■ The data:

+++

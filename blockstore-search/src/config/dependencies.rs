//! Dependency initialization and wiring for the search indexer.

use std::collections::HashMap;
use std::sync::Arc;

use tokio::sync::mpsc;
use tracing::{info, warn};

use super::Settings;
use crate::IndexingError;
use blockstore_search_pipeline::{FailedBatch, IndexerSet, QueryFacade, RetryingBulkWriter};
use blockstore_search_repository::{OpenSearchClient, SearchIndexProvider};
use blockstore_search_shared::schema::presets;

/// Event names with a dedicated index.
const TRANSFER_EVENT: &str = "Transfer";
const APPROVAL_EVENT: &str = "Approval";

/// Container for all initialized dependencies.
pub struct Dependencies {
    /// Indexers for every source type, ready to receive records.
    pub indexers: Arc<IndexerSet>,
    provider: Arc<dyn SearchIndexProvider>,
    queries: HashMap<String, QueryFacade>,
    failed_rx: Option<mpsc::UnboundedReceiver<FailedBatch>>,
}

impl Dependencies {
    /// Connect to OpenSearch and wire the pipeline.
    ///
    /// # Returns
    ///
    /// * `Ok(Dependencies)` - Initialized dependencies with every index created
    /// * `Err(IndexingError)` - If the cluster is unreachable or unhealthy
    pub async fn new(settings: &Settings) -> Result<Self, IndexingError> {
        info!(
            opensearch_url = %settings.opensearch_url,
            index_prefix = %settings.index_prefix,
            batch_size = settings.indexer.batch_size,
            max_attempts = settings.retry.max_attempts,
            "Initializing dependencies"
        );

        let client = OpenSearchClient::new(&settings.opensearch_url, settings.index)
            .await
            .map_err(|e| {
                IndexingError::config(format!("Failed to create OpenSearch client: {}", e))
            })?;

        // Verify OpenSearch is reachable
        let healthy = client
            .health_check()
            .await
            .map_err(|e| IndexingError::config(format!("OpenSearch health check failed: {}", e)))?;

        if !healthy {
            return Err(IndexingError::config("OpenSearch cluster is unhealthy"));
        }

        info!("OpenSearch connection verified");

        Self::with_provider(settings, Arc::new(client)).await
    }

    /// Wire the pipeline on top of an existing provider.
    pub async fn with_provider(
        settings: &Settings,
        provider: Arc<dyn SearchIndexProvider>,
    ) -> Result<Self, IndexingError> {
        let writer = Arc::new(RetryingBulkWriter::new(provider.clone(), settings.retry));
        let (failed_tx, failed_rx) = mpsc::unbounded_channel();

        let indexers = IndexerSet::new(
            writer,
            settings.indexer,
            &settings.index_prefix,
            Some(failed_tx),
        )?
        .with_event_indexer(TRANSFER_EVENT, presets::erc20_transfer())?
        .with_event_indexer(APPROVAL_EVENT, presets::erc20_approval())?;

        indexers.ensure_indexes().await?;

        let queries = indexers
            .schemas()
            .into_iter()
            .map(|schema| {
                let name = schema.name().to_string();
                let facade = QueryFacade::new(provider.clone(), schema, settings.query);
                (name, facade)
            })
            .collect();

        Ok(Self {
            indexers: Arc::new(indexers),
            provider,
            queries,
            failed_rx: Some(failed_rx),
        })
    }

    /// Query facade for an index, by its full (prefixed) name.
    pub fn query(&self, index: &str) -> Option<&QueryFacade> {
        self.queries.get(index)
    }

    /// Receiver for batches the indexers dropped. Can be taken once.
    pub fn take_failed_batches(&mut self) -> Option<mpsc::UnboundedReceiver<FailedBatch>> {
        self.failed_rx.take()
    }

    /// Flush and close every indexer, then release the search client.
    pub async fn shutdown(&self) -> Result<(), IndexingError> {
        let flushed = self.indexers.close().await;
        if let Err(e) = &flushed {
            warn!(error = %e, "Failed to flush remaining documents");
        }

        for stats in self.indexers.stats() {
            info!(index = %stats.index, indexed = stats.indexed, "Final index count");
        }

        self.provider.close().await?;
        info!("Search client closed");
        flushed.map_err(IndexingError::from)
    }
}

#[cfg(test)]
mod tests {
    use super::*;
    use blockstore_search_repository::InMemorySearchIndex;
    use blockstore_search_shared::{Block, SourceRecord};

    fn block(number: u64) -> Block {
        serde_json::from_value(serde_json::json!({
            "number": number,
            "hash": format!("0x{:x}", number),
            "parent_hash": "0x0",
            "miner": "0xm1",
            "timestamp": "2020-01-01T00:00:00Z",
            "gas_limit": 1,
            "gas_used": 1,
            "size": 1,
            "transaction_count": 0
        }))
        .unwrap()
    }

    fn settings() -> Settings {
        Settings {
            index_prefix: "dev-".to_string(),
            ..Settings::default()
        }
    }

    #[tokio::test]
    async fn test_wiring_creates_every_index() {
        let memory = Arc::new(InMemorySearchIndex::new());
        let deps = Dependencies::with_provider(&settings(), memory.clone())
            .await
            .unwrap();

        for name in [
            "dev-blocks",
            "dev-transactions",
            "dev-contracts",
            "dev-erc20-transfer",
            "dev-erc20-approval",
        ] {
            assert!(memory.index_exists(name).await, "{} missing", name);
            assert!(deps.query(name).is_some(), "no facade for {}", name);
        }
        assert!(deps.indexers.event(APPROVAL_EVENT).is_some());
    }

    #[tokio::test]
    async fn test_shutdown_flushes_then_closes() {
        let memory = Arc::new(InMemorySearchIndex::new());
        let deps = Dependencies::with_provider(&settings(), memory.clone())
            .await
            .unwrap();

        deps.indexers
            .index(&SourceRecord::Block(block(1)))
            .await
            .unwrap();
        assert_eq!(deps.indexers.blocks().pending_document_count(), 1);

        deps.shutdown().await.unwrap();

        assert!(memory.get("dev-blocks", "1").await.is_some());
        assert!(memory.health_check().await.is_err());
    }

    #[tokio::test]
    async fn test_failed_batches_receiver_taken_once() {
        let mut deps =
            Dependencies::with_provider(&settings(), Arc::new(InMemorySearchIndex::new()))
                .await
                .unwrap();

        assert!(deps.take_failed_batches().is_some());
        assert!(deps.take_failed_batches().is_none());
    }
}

+++

■ Problem:
Retype all of the entries shown above, exactly.

■ Task solution:
filename blockstore-search/src/config/dependencies.rs
//! Dependency initialization and wiring for the search indexer.

use std::collections::HashMap;
use std::sync::Arc;

use tokio::sync::mpsc;
use tracing::{info, warn};

use super::Settings;
use crate::IndexingError;
use blockstore_search_pipeline::{FailedBatch, IndexerSet, QueryFacade, RetryingBulkWriter};
use blockstore_search_repository::{OpenSearchClient, SearchIndexProvider};
use blockstore_search_shared::schema::presets;

/// Event names with a dedicated index.
const TRANSFER_EVENT: &str = "Transfer";
const APPROVAL_EVENT: &str = "Approval";

/// Container for all initialized dependencies.
pub struct Dependencies {
    /// Indexers for every source type, ready to receive records.
    pub indexers: Arc<IndexerSet>,
    provider: Arc<dyn SearchIndexProvider>,
    queries: HashMap<String, QueryFacade>,
    failed_rx: Option<mpsc::UnboundedReceiver<FailedBatch>>,
}

impl Dependencies {
    /// Connect to OpenSearch and wire the pipeline.
    ///
    /// # Returns
    ///
    /// * `Ok(Dependencies)` - Initialized dependencies with every index created
    /// * `Err(IndexingError)` - If the cluster is unreachable or unhealthy
    pub async fn new(settings: &Settings) -> Result<Self, IndexingError> {
        info!(
            opensearch_url = %settings.opensearch_url,
            index_prefix = %settings.index_prefix,
            batch_size = settings.indexer.batch_size,
            max_attempts = settings.retry.max_attempts,
            "Initializing dependencies"
        );

        let client = OpenSearchClient::new(&settings.opensearch_url, settings.index)
            .await
            .map_err(|e| {
                IndexingError::config(format!("Failed to create OpenSearch client: {}", e))
            })?;

        // Verify OpenSearch is reachable
        let healthy = client
            .health_check()
            .await
            .map_err(|e| IndexingError::config(format!("OpenSearch health check failed: {}", e)))?;

        if !healthy {
            return Err(IndexingError::config("OpenSearch cluster is unhealthy"));
        }

        info!("OpenSearch connection verified");

        Self::with_provider(settings, Arc::new(client)).await
    }

    /// Wire the pipeline on top of an existing provider.
    pub async fn with_provider(
        settings: &Settings,
        provider: Arc<dyn SearchIndexProvider>,
    ) -> Result<Self, IndexingError> {
        let writer = Arc::new(RetryingBulkWriter::new(provider.clone(), settings.retry));
        let (failed_tx, failed_rx) = mpsc::unbounded_channel();

        let indexers = IndexerSet::new(
            writer,
            settings.indexer,
            &settings.index_prefix,
            Some(failed_tx),
        )?
        .with_event_indexer(TRANSFER_EVENT, presets::erc20_transfer())?
        .with_event_indexer(APPROVAL_EVENT, presets::erc20_approval())?;

        indexers.ensure_indexes().await?;

        let queries = indexers
            .schemas()
            .into_iter()
            .map(|schema| {
                let name = schema.name().to_string();
                let facade = QueryFacade::new(provider.clone(), schema, settings.query);
                (name, facade)
            })
            .collect();

        Ok(Self {
            indexers: Arc::new(indexers),
            provider,
            queries,
            failed_rx: Some(failed_rx),
        })
    }

    /// Query facade for an index, by its full (prefixed) name.
    pub fn query(&self, index: &str) -> Option<&QueryFacade> {
        self.queries.get(index)
    }

    /// Receiver for batches the indexers dropped. Can be taken once.
    pub fn take_failed_batches(&mut self) -> Option<mpsc::UnboundedReceiver<FailedBatch>> {
        self.failed_rx.take()
    }

    /// Flush and close every indexer, then release the search client.
    pub async fn shutdown(&self) -> Result<(), IndexingError> {
        let flushed = self.indexers.close().await;
        if let Err(e) = &flushed {
            warn!(error = %e, "Failed to flush remaining documents");
        }

        for stats in self.indexers.stats() {
            info!(index = %stats.index, indexed = stats.indexed, "Final index count");
        }

        self.provider.close().await?;
        info!("Search client closed");
        flushed.map_err(IndexingError::from)
    }
}

#[cfg(test)]
mod tests {
    use super::*;
    use blockstore_search_repository::InMemorySearchIndex;
    use blockstore_search_shared::{Block, SourceRecord};

    fn block(number: u64) -> Block {
        serde_json::from_value(serde_json::json!({
            "number": number,
            "hash": format!("0x{:x}", number),
            "parent_hash": "0x0",
            "miner": "0xm1",
            "timestamp": "2020-01-01T00:00:00Z",
            "gas_limit": 1,
            "gas_used": 1,
            "size": 1,
            "transaction_count": 0
        }))
        .unwrap()
    }

    fn settings() -> Settings {
        Settings {
            index_prefix: "dev-".to_string(),
            ..Settings::default()
        }
    }

    #[tokio::test]
    async fn test_wiring_creates_every_index() {
        let memory = Arc::new(InMemorySearchIndex::new());
        let deps = Dependencies::with_provider(&settings(), memory.clone())
            .await
            .unwrap();

        for name in [
            "dev-blocks",
            "dev-transactions",
            "dev-contracts",
            "dev-erc20-transfer",
            "dev-erc20-approval",
        ] {
            assert!(memory.index_exists(name).await, "{} missing", name);
            assert!(deps.query(name).is_some(), "no facade for {}", name);
        }
        assert!(deps.indexers.event(APPROVAL_EVENT).is_some());
    }

    #[tokio::test]
    async fn test_shutdown_flushes_then_closes() {
        let memory = Arc::new(InMemorySearchIndex::new());
        let deps = Dependencies::with_provider(&settings(), memory.clone())
            .await
            .unwrap();

        deps.indexers
            .index(&SourceRecord::Block(block(1)))
            .await
            .unwrap();
        assert_eq!(deps.indexers.blocks().pending_document_count(), 1);

        deps.shutdown().await.unwrap();

        assert!(memory.get("dev-blocks", "1").await.is_some());
        assert!(memory.health_check().await.is_err());
    }

    #[tokio::test]
    async fn test_failed_batches_receiver_taken_once() {
        let mut deps =
            Dependencies::with_provider(&settings(), Arc::new(InMemorySearchIndex::new()))
                .await
                .unwrap();

        assert!(deps.take_failed_batches().is_some());
        assert!(deps.take_failed_batches().is_none());
    }
}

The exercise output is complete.